EJBHome getEJBHome()

The method getEJBHome enables the bean instance to access its own home interface. The data type of the return value must be converted into the special home interface of the bean class. This method triggers an exception of type java.lang.IllegalStateException if the session bean has no home interface (but instead a local home interface).

EJBLocalHome getEJBLocalHome()

The method getEJBLocalHome enables the bean instance to access its own local home interface. The data type of the return value must be converted to the special local home interface of the bean class. This method triggers an exception of type java.lang.IllegalStateException if the session bean has no local home interface (but instead a home interface).

void setRollbackOnly()

The method setRollbackOnly serves to control transactions (see Chapter 7). A bean instance uses this method in the case of an error to ensure that the active transaction is terminated with a rollback.

boolean getRollbackOnly()

The method getRollbackOnly is the "read" complement to the method setRollbackOnly. With getRollbackOnly it can be checked whether it is still possible to terminate the active transaction with Commit.

UserTransaction getUserTransaction()

Normally, the EJB container takes control over transactions. The method getUserTransaction requires a bean instance only if it wishes to take over the transaction control itself. The return value of the method is an object of the class transaction.UserTransaction, which enables access to the transaction context (see Chapter 7).

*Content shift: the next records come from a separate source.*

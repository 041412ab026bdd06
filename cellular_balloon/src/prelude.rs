pub use cellular_balloon_building_blocks::*;
pub use cellular_balloon_concepts::*;
#![deny(missing_docs)]
#![deny(clippy::missing_docs_in_private_items)]
#![cfg_attr(docsrs, feature(doc_cfg))]
//! [cellular_balloon](crate) segments cells in microscopy images by inflating deformable
//! contours ("balloons") until they lock onto the cell walls.
//! Each balloon is a closed chain of point masses connected by springs.
//! It grows under a pressure which is active wherever the image is darker than a target level
//! and is afterwards aligned to the image edges like a classic snake.
//!
//! The workspace is split into
//! - [concepts] with the traits through which a contour samples its image and the error types,
//! - [building_blocks] with the contour engine itself.

pub use cellular_balloon_building_blocks as building_blocks;

pub use cellular_balloon_concepts as concepts;

/// Re-exports the contour engine and its traits.
pub mod prelude;
use cellular_balloon_concepts::{DrawingError, PlotSelf};

use plotters::{
    backend::DrawingBackend,
    coord::cartesian::Cartesian2d,
    coord::types::RangedCoordf64,
    prelude::{DrawingArea, PathElement, Polygon},
    style::ShapeStyle,
};

use crate::Contour;

impl PlotSelf for Contour {
    fn plot_self<Db>(
        &self,
        root: &mut DrawingArea<Db, Cartesian2d<RangedCoordf64, RangedCoordf64>>,
    ) -> Result<(), DrawingError>
    where
        Db: DrawingBackend,
    {
        let cell_inside_color = plotters::prelude::full_palette::PURPLE;
        let cell_border_color = plotters::prelude::WHITE;

        let points: Vec<(f64, f64)> = self.vertices().iter().map(|v| (v.x, v.y)).collect();

        // Plot the inside of the contour
        let cell_inside = Polygon::new(
            points.clone(),
            Into::<ShapeStyle>::into(&cell_inside_color).filled(),
        );
        root.draw(&cell_inside)?;

        // Plot the closed boundary on top
        let mut boundary = points;
        if let Some(first) = boundary.first().copied() {
            boundary.push(first);
        }
        let cell_border = PathElement::new(
            boundary,
            Into::<ShapeStyle>::into(&cell_border_color).stroke_width(1),
        );
        root.draw(&cell_border)?;
        Ok(())
    }
}
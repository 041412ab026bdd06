mod polygon;
mod vector;

pub use polygon::*;
pub use vector::*;
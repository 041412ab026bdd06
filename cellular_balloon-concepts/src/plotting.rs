use plotters::backend::DrawingBackend;
use plotters::coord::cartesian::Cartesian2d;
use plotters::coord::types::RangedCoordf64;
use plotters::prelude::DrawingArea;

use crate::errors::DrawingError;

/// Allows contours and other elements of a segmentation to draw themselves onto a plotting root.
pub trait PlotSelf {
    /// Define which elements to draw when plotting the element itself.
    fn plot_self<Db>(
        &self,
        root: &mut DrawingArea<Db, Cartesian2d<RangedCoordf64, RangedCoordf64>>,
    ) -> Result<(), DrawingError>
    where
        Db: DrawingBackend;
}
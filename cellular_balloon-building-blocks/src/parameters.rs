use cellular_balloon_concepts::SetupError;
use serde::{Deserialize, Serialize};

/// Physical and numerical parameters of a balloon contour.
///
/// # Parameters
/// | Symbol | Struct Field | Description |
/// | --- | --- | --- |
/// | $k$ | `stiffness` | Tension of the springs connecting neighbouring vertices. |
/// | $\alpha$ | `plasticity` | Rate at which rest lengths drift towards the current length. |
/// | $\eta$ | `bending_stiffness` | Stiffness of the rotational springs at each vertex. |
/// | $c_b$ | `bending_scale` | Prefactor applied to the cubed turn angle. |
/// | $s$ | `sharpness_threshold` | Curvature ratio above which a vertex is snapped instead of bent. |
/// | $w$ | `interface_width` | Width of the interface used by contact queries. |
/// | $m$ | `mass` | Mass of each vertex. |
/// | $\Delta t$ | `dt` | Time increment of a single step. |
/// | $\lambda$ | `viscosity` | Viscous damping of the vertex motion. |
/// | $p$ | `pressure_ratio` | Conversion from image signal to normal pressure. |
/// | $I_0$ | `target_level` | Intensity below which pixels push the contour outwards. |
///
/// The remaining fields configure seeding, remeshing and the refinement phase.
/// All fields fall back to their default value when they are missing in a configuration file.
/// ```
/// # use cellular_balloon_building_blocks::BalloonParameters;
/// let parameters = BalloonParameters::from_ron_str("(stiffness: 0.4, target_level: 120.0)")?;
/// assert_eq!(parameters.stiffness, 0.4);
/// assert_eq!(parameters.viscosity, BalloonParameters::default().viscosity);
/// # Result::<(), cellular_balloon_concepts::SetupError>::Ok(())
/// ```
#[derive(Clone, Debug, PartialEq, Serialize, Deserialize)]
#[serde(default)]
pub struct BalloonParameters {
    /// Spring stiffness $k$
    pub stiffness: f64,
    /// Plastic drift $\alpha$ of the rest lengths during inflation
    pub plasticity: f64,
    /// Bending stiffness $\eta$
    pub bending_stiffness: f64,
    /// Prefactor $c_b$ of the cubed turn angle
    pub bending_scale: f64,
    /// Threshold $s$ of the sharpness guard
    pub sharpness_threshold: f64,
    /// Interface width $w$ in pixels
    pub interface_width: f64,
    /// Vertex mass $m$
    pub mass: f64,
    /// Time increment $\Delta t$
    pub dt: f64,
    /// Viscous damping $\lambda$
    pub viscosity: f64,
    /// Pressure ratio $p$
    pub pressure_ratio: f64,
    /// Target intensity level $I_0$
    pub target_level: f64,
    /// Number of vertices of a freshly seeded contour
    pub initial_vertex_count: usize,
    /// Radius of a freshly seeded contour
    pub initial_radius: f64,
    /// Multiplier of the viscosity during refinement
    pub optimization_damping_factor: f64,
    /// Multiplier of the time increment during refinement
    pub optimization_time_scale: f64,
    /// Largest per-axis displacement during refinement relative to the initial spring length
    pub optimization_step_fraction: f64,
    /// Number of radius values kept in the convergence history
    pub history_length: usize,
    /// Segments longer than this are split by remeshing
    pub max_segment_length: f64,
}

impl Default for BalloonParameters {
    fn default() -> Self {
        Self {
            stiffness: 0.2,
            plasticity: 0.01,
            bending_stiffness: 0.05,
            bending_scale: 0.002,
            sharpness_threshold: 45.0,
            interface_width: 4.0,
            mass: 1.0,
            dt: 0.05,
            viscosity: 2.0,
            pressure_ratio: 0.05,
            target_level: 0.0,
            initial_vertex_count: 15,
            initial_radius: 4.0,
            optimization_damping_factor: 10.0,
            optimization_time_scale: 0.3,
            optimization_step_fraction: 0.05,
            history_length: 30,
            max_segment_length: 15.0,
        }
    }
}

impl BalloonParameters {
    /// Parses parameters from a [RON](https://docs.rs/ron) document and validates them.
    pub fn from_ron_str(input: &str) -> Result<Self, SetupError> {
        let parameters: Self = ron::from_str(input)?;
        parameters.validate()?;
        Ok(parameters)
    }

    /// Parses parameters from a JSON document and validates them.
    pub fn from_json_str(input: &str) -> Result<Self, SetupError> {
        let parameters: Self = serde_json::from_str(input)?;
        parameters.validate()?;
        Ok(parameters)
    }

    /// Writes the parameters as a pretty-printed RON document.
    pub fn to_ron_string(&self) -> Result<String, SetupError> {
        Ok(ron::ser::to_string_pretty(
            self,
            ron::ser::PrettyConfig::default(),
        )?)
    }

    /// Checks that all quantities which are divided by or used as sizes are positive.
    pub fn validate(&self) -> Result<(), SetupError> {
        let positive = [
            ("mass", self.mass),
            ("dt", self.dt),
            ("max_segment_length", self.max_segment_length),
            ("initial_radius", self.initial_radius),
        ];
        for (name, value) in positive {
            if !(value > 0.0) {
                return Err(SetupError(format!(
                    "Parameter {name} must be positive but got {value}"
                )));
            }
        }
        if self.history_length == 0 {
            return Err(SetupError(
                "Parameter history_length must be at least 1".to_owned(),
            ));
        }
        if self.initial_vertex_count < 3 {
            return Err(SetupError(format!(
                "Parameter initial_vertex_count must be at least 3 but got {}",
                self.initial_vertex_count
            )));
        }
        Ok(())
    }
}
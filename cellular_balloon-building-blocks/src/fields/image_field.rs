use cellular_balloon_concepts::{GradientField, GradientSample, IntensityField, SetupError};
use ndarray::{s, Array2, ArrayView2};
use serde::{Deserialize, Serialize};

/// Intensity image together with its rectified directional edge gradients.
///
/// The image is stored row-major with `intensity[[y, x]]`.
/// On construction the edge strength $E$ is computed with a Sobel operator.
/// The gradient channels are the responses of $E$ to the half-weighted Sobel kernels
/// \\begin{equation}
///     K\_{x,+} = \frac{1}{2}\begin{pmatrix}1&0&-1\\\\2&0&-2\\\\1&0&-1\end{pmatrix}
///     \hspace{2em}
///     K\_{y,+} = \frac{1}{2}\begin{pmatrix}1&2&1\\\\0&0&0\\\\-1&-2&-1\end{pmatrix}
/// \\end{equation}
/// and their negatives $K\_{x,-}=-K\_{x,+}$, $K\_{y,-}=-K\_{y,+}$.
/// Negative responses are clipped to zero.
/// Borders are extended by replicating the outermost pixels.
///
/// Samples outside of the image are zero.
#[derive(Clone, Debug, PartialEq, Serialize, Deserialize)]
pub struct ImageField {
    intensity: Array2<f64>,
    edges: Array2<f64>,
    x_plus: Array2<f64>,
    y_plus: Array2<f64>,
    x_minus: Array2<f64>,
    y_minus: Array2<f64>,
}

/// Copies the image into an array which is larger by one pixel on each side.
fn pad_replicated(image: &Array2<f64>) -> Array2<f64> {
    let (height, width) = image.dim();
    let mut padded = Array2::zeros((height + 2, width + 2));
    padded.slice_mut(s![1..-1, 1..-1]).assign(image);
    padded.slice_mut(s![0, 1..-1]).assign(&image.row(0));
    padded
        .slice_mut(s![-1, 1..-1])
        .assign(&image.row(height - 1));
    // Columns last so that the corners are filled as well
    let first = padded.column(1).to_owned();
    padded.column_mut(0).assign(&first);
    let last = padded.column(width).to_owned();
    padded.column_mut(width + 1).assign(&last);
    padded
}

/// View into a padded array shifted by `(dy, dx)` with the shape of the original image.
fn shifted(padded: &Array2<f64>, dy: isize, dx: isize) -> ArrayView2<'_, f64> {
    let (height, width) = (padded.nrows() - 2, padded.ncols() - 2);
    let y0 = (1 + dy) as usize;
    let x0 = (1 + dx) as usize;
    padded.slice(s![y0..y0 + height, x0..x0 + width])
}

/// Sobel responses `(gx, gy)` where `gx` grows towards positive x and `gy` towards positive y.
fn sobel(image: &Array2<f64>) -> (Array2<f64>, Array2<f64>) {
    let padded = pad_replicated(image);
    let padded = &padded;
    let at = move |dy: isize, dx: isize| shifted(padded, dy, dx);
    let gx = &at(-1, 1) + &(&at(0, 1) * 2.0) + &at(1, 1)
        - &at(-1, -1)
        - &(&at(0, -1) * 2.0)
        - &at(1, -1);
    let gy = &at(1, -1) + &(&at(1, 0) * 2.0) + &at(1, 1)
        - &at(-1, -1)
        - &(&at(-1, 0) * 2.0)
        - &at(-1, 1);
    (gx, gy)
}

impl ImageField {
    /// Computes edges and gradient channels of the given image.
    ///
    /// ```
    /// # use cellular_balloon_building_blocks::ImageField;
    /// # use cellular_balloon_concepts::{GradientField, IntensityField};
    /// let image = ndarray::Array2::from_shape_fn((10, 20), |(_, x)| if x >= 10 { 100.0 } else { 0.0 });
    /// let field = ImageField::new(image)?;
    /// assert_eq!(field.dimensions(), (20, 10));
    /// assert_eq!(field.intensity_at(15, 3), 100.0);
    /// assert_eq!(field.intensity_at(25, 3), 0.0);
    /// # Result::<(), cellular_balloon_concepts::SetupError>::Ok(())
    /// ```
    pub fn new(intensity: Array2<f64>) -> Result<Self, SetupError> {
        if intensity.is_empty() {
            return Err(SetupError(format!(
                "Cannot build a field from an empty image of shape {:?}",
                intensity.dim()
            )));
        }
        let (gx, gy) = sobel(&intensity);
        let edges = ndarray::Zip::from(&gx)
            .and(&gy)
            .map_collect(|gx, gy| gx.hypot(*gy));
        let (ex, ey) = sobel(&edges);
        let rectify = |a: &Array2<f64>, sign: f64| a.mapv(|v| (sign * 0.5 * v).max(0.0));
        Ok(Self {
            x_plus: rectify(&ex, -1.0),
            y_plus: rectify(&ey, -1.0),
            x_minus: rectify(&ex, 1.0),
            y_minus: rectify(&ey, 1.0),
            intensity,
            edges,
        })
    }

    /// The original image.
    pub fn intensity(&self) -> &Array2<f64> {
        &self.intensity
    }

    /// Sobel edge strength of the image.
    pub fn edges(&self) -> &Array2<f64> {
        &self.edges
    }

    fn index(&self, x: i64, y: i64) -> Option<[usize; 2]> {
        let (height, width) = self.intensity.dim();
        let x = usize::try_from(x).ok().filter(|&x| x < width)?;
        let y = usize::try_from(y).ok().filter(|&y| y < height)?;
        Some([y, x])
    }
}

impl IntensityField for ImageField {
    fn intensity_at(&self, x: i64, y: i64) -> f64 {
        self.index(x, y).map_or(0.0, |index| self.intensity[index])
    }
}

impl GradientField for ImageField {
    fn gradient_at(&self, x: i64, y: i64) -> GradientSample {
        self.index(x, y)
            .map(|index| GradientSample {
                x_plus: self.x_plus[index],
                y_plus: self.y_plus[index],
                x_minus: self.x_minus[index],
                y_minus: self.y_minus[index],
            })
            .unwrap_or_default()
    }

    fn dimensions(&self) -> (usize, usize) {
        let (height, width) = self.intensity.dim();
        (width, height)
    }
}

#[cfg(test)]
mod test {
    use super::*;

    fn vertical_step() -> ImageField {
        let image = Array2::from_shape_fn((10, 20), |(_, x)| if x >= 10 { 100.0 } else { 0.0 });
        ImageField::new(image).unwrap()
    }

    #[test]
    fn edges_follow_step() {
        let field = vertical_step();
        assert_eq!(field.edges()[[5, 9]], 400.0);
        assert_eq!(field.edges()[[5, 10]], 400.0);
        assert_eq!(field.edges()[[5, 5]], 0.0);
        assert_eq!(field.edges()[[0, 9]], 400.0);
    }

    #[test]
    fn gradient_points_towards_edge() {
        let field = vertical_step();
        // Left of the ridge the external force -(x_plus - x_minus) points to +x
        let left = field.gradient_at(8, 5);
        assert_eq!(left.difference(), [-800.0, 0.0]);
        let right = field.gradient_at(11, 5);
        assert_eq!(right.difference(), [800.0, 0.0]);
        assert_eq!(field.gradient_at(3, 5), GradientSample::default());
    }

    #[test]
    fn channels_are_rectified() {
        let field = vertical_step();
        for channel in [&field.x_plus, &field.y_plus, &field.x_minus, &field.y_minus] {
            assert!(channel.iter().all(|&v| v >= 0.0));
        }
    }

    #[test]
    fn outside_samples_are_zero() {
        let field = vertical_step();
        assert_eq!(field.intensity_at(-1, 0), 0.0);
        assert_eq!(field.intensity_at(0, 10), 0.0);
        assert_eq!(field.gradient_at(20, 0), GradientSample::default());
    }

    #[test]
    fn reject_empty_image() {
        assert!(ImageField::new(Array2::zeros((0, 4))).is_err());
    }

    #[test]
    fn single_pixel_image() {
        let field = ImageField::new(Array2::from_elem((1, 1), 7.0)).unwrap();
        assert_eq!(field.edges()[[0, 0]], 0.0);
        assert_eq!(field.dimensions(), (1, 1));
    }
}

Principal getCallerPrincipal()

The method getCallerPrincipal permits a bean instance to determine which user has announced itself to the client. The return value is an object of the class java.security.Principal (see Chapter 8).

boolean isCallerInRole(java.lang.String roleName)

With this method a check is made as to whether the announced user has a particular role in the security concept. The possible roles are defined in the deployment descriptor (see Chapter 8).

The Client

Naming Service as Object Store

A naming service manages name-value pairs in a namespace. Each name in the namespace is unique and identifies a particular value. The EJB concept uses the naming service for management of the home object and other resources. The home objects is stored as a value and entered under the name of the bean in the naming service (this holds for the local and remote client views). Each client can thereby request the bean's home object from the naming service if it knows the name of the bean. It then receives indirect access to the bean via the home object.

For access by Java to the naming service, JNDI (Java Naming and Directory Interface) is available. The interface was defined by Sun Microsystems and has belonged to the Java development kit (JDK) since JDK version 1.2.

In practice, a separate naming service, addressed via JNDI, is integrated into many application servers. The use of an external naming service can nonetheless also be a good idea. JNDI supports the following protocols:

• RMI Registry (Java Remote Method Invocation);

• LDAP (Lightweight Directory Access Protocol);

• COS (CORBA Services Naming Service).

To obtain access to JNDI, the class javax.naming.InitialContext is used. This class implements the interface javax.naming.Context. Every instance of this class has a preinitialized namespace, which is initialized with data from two sources:

• In the constructor a hash table object can be passed. Its name-value pairs are transferred into the namespace of InitialContext.

• The file jndi.properties in the class path likewise contains name-value pairs. These are also taken in.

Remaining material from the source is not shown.